Chaifetz School Partners With Habitat for Neighborhood Business on Capstone Course for Graduate Students
The Richard A. Chaifetz School of Business continually strives to fulfill its commitment to harnessing the power of business for good. Its partnership with a local St. Louis nonprofit organization, Habitat for Neighborhood Business (HNB), works to help business owners who would otherwise not have access to certain resources and business techniques.
HNB was founded in 2006 by Saint Louis University alumnus Doug Brown with the goal of assisting businesses that would not otherwise have access to certain resources needed to be economically successful. Today, entrepreneurs and mentors aid local startups through education and mentorship.
“The goal is to provide services to minority business owners in the underserved areas of the city of St. Louis,” Gladys Smith, Program Director for HNB, explained. Smith recruited entrepreneurs to join HNB to benefit from the program’s mentoring component and business resources, including resources from the Chaifetz School.
“One of the hallmarks of what we do is provide mentoring to our entrepreneurs so that they get the support and advice of a business mentor,” Smith said.
While the Chaifetz School partners with HNB in several different ways, the embodiment of the partnership is Strategy and Practice, a capstone course within the school’s Professional MBA program. The class is designed as a synthesis of graduate students’ knowledge that they have earned through the program.
Prior to the beginning of the class, students are sent a list of approximately 15 different businesses that are facing a problem. Students are put into teams based on which business they choose and spend the semester working with their newest consulting partners in areas that can be strengthened to promote success.
Two students enrolled in this semester’s course, Shannon Shaughnessy and Megan Hampson, chose to work with the Institute of Personal and Professional Development, LLC. This local business, founded by LaKetia Carrell, specializes in counseling parents and professionals to help them become the best version of themselves.

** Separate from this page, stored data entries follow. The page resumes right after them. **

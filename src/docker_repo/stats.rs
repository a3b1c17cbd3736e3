// Reduce a raw Docker stats sample to container usage.

use crate::models::ContainerUsage;
use bollard::models::ContainerStatsResponse;

/// CPU percent from the cpu/precpu deltas and memory usage in bytes.
/// Returns `None` when the sample is missing CPU or memory sections.
pub(crate) fn usage_from_stats(s: &ContainerStatsResponse) -> Option<ContainerUsage> {
    let cpu_stats = s.cpu_stats.as_ref()?;
    let precpu_stats = s.precpu_stats.as_ref()?;

    let cpu_usage = cpu_stats.cpu_usage.as_ref()?;
    let precpu_usage = precpu_stats.cpu_usage.as_ref()?;

    let cpu_delta =
        cpu_usage.total_usage.unwrap_or(0) as i64 - precpu_usage.total_usage.unwrap_or(0) as i64;
    let system_delta = cpu_stats.system_cpu_usage.unwrap_or(0) as i64
        - precpu_stats.system_cpu_usage.unwrap_or(0) as i64;
    let online = cpu_stats.online_cpus.unwrap_or(1) as f64;
    let cpu_percent = if system_delta > 0 && cpu_delta > 0 && online > 0.0 {
        (cpu_delta as f64 / system_delta as f64) * online * 100.0
    } else {
        0.0
    };

    let memory_bytes = s.memory_stats.as_ref().and_then(|m| m.usage)?;

    Some(ContainerUsage {
        cpu_percent,
        memory_bytes,
    })
}

#[cfg(test)]
mod tests {
    use super::*;
    use bollard::models::{ContainerCpuStats, ContainerCpuUsage, ContainerMemoryStats};

    fn minimal_cpu_stats(total_usage: u64, system_cpu_usage: u64) -> ContainerCpuStats {
        ContainerCpuStats {
            cpu_usage: Some(ContainerCpuUsage {
                total_usage: Some(total_usage),
                ..Default::default()
            }),
            system_cpu_usage: Some(system_cpu_usage),
            online_cpus: Some(2),
            throttling_data: None,
        }
    }

    fn memory(usage: u64) -> Option<ContainerMemoryStats> {
        Some(ContainerMemoryStats {
            usage: Some(usage),
            ..Default::default()
        })
    }

    #[test]
    fn usage_is_none_when_cpu_stats_missing() {
        let s = ContainerStatsResponse {
            cpu_stats: None,
            precpu_stats: Some(minimal_cpu_stats(0, 0)),
            memory_stats: memory(1),
            ..Default::default()
        };
        assert!(usage_from_stats(&s).is_none());
    }

    #[test]
    fn usage_is_none_when_memory_missing() {
        let s = ContainerStatsResponse {
            cpu_stats: Some(minimal_cpu_stats(100, 1000)),
            precpu_stats: Some(minimal_cpu_stats(50, 500)),
            ..Default::default()
        };
        assert!(usage_from_stats(&s).is_none());
    }

    #[test]
    fn usage_computes_cpu_delta_and_memory() {
        let s = ContainerStatsResponse {
            cpu_stats: Some(minimal_cpu_stats(100_000_000, 1_000_000_000)),
            precpu_stats: Some(minimal_cpu_stats(50_000_000, 500_000_000)),
            memory_stats: memory(256 * 1024 * 1024),
            ..Default::default()
        };
        let out = usage_from_stats(&s).unwrap();
        assert!((out.cpu_percent - 20.0).abs() < 0.01);
        assert_eq!(out.memory_bytes, 256 * 1024 * 1024);
    }

    #[test]
    fn zero_system_delta_is_zero_percent() {
        let s = ContainerStatsResponse {
            cpu_stats: Some(minimal_cpu_stats(100, 500)),
            precpu_stats: Some(minimal_cpu_stats(50, 500)),
            memory_stats: memory(10),
            ..Default::default()
        };
        assert_eq!(usage_from_stats(&s).unwrap().cpu_percent, 0.0);
    }
}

“I always wanted to do something that helps kids or people that come from a different background,” Shaughnessy said. “So I was very interested when they said their main goal was counseling parents to become better in their professional and personal lives.”
Hampson shares a similar sentiment, saying, “I just wanted to make sure we were helping out in every way we could.”
Not only does the course provide motivation for students to give back to the community, it also allows them to take on the role of an independent business consultant.
“It really is the epitome of the mission meets the market in the fact that our soon-to-be MBAs provide meaningful value that is aligned with our mission,” explained Anastasios Kaburakis, co-instructor of Strategy and Practice at the Chaifetz School.
The Professional MBA program strives to foster students' creativity and critical thinking skills. Students in Strategy and Practice help businesses mostly on their own as instructors take a hands-off approach to support creativity and innovation.
“It definitely did help us work together and made sure we were being pushed out of our comfort zone,” Shaughnessy said.
The Strategy and Practice projects work to help businesses learn new ideas and gain access to resources necessary for the business to grow.
Laketia Carrell’s husband, Lee Carrell, helps her run her business. He agrees that the capstone class is key to the business’s expansion.
“You realize that you don’t know as much as you thought you knew, and by being in the program, that’s brought out by the knowledge of the instructors and students,” Lee Carrell said.
The course also keeps businesses up to date on the newest marketing techniques, including social media.
“I think one of the reasons why I hit a wall is when I think about social media, it’s overwhelming,” Laketia Carrell said, “But it’s going to be one of the most important things when we don’t have a big marketing budget.”
Both Shaughnessy and Hampson feel as though the course provided them with a unique business education experience that was enhanced by SLU’s Jesuit values integrated within the curriculum.
“I don't think you would have had the same capstone project where you’re actually interacting with community members at another University,” Hampson said. “Having that Jesuit background, we’re able to help people and that’s something that’s important to me.”
Kaburakis agrees and believes that MBA students at SLU feel a calling to use their skills for the greater good.
“There’s a certain DNA, a certain calling for SLU MBA,” he reflects.
Founded in 1910, the Richard A. Chaifetz School of Business at Saint Louis University has shaped the future of industry for more than a century as one of the oldest business schools west of the Mississippi. Today, SLU's business school continues to build on its reputation as a leader in business education through its commitment to inclusion, innovation and impact. The Chaifetz School’s undergraduate and graduate programs have been nationally recognized by U.S. News & World Report, Poets&Quants and The Princeton Review.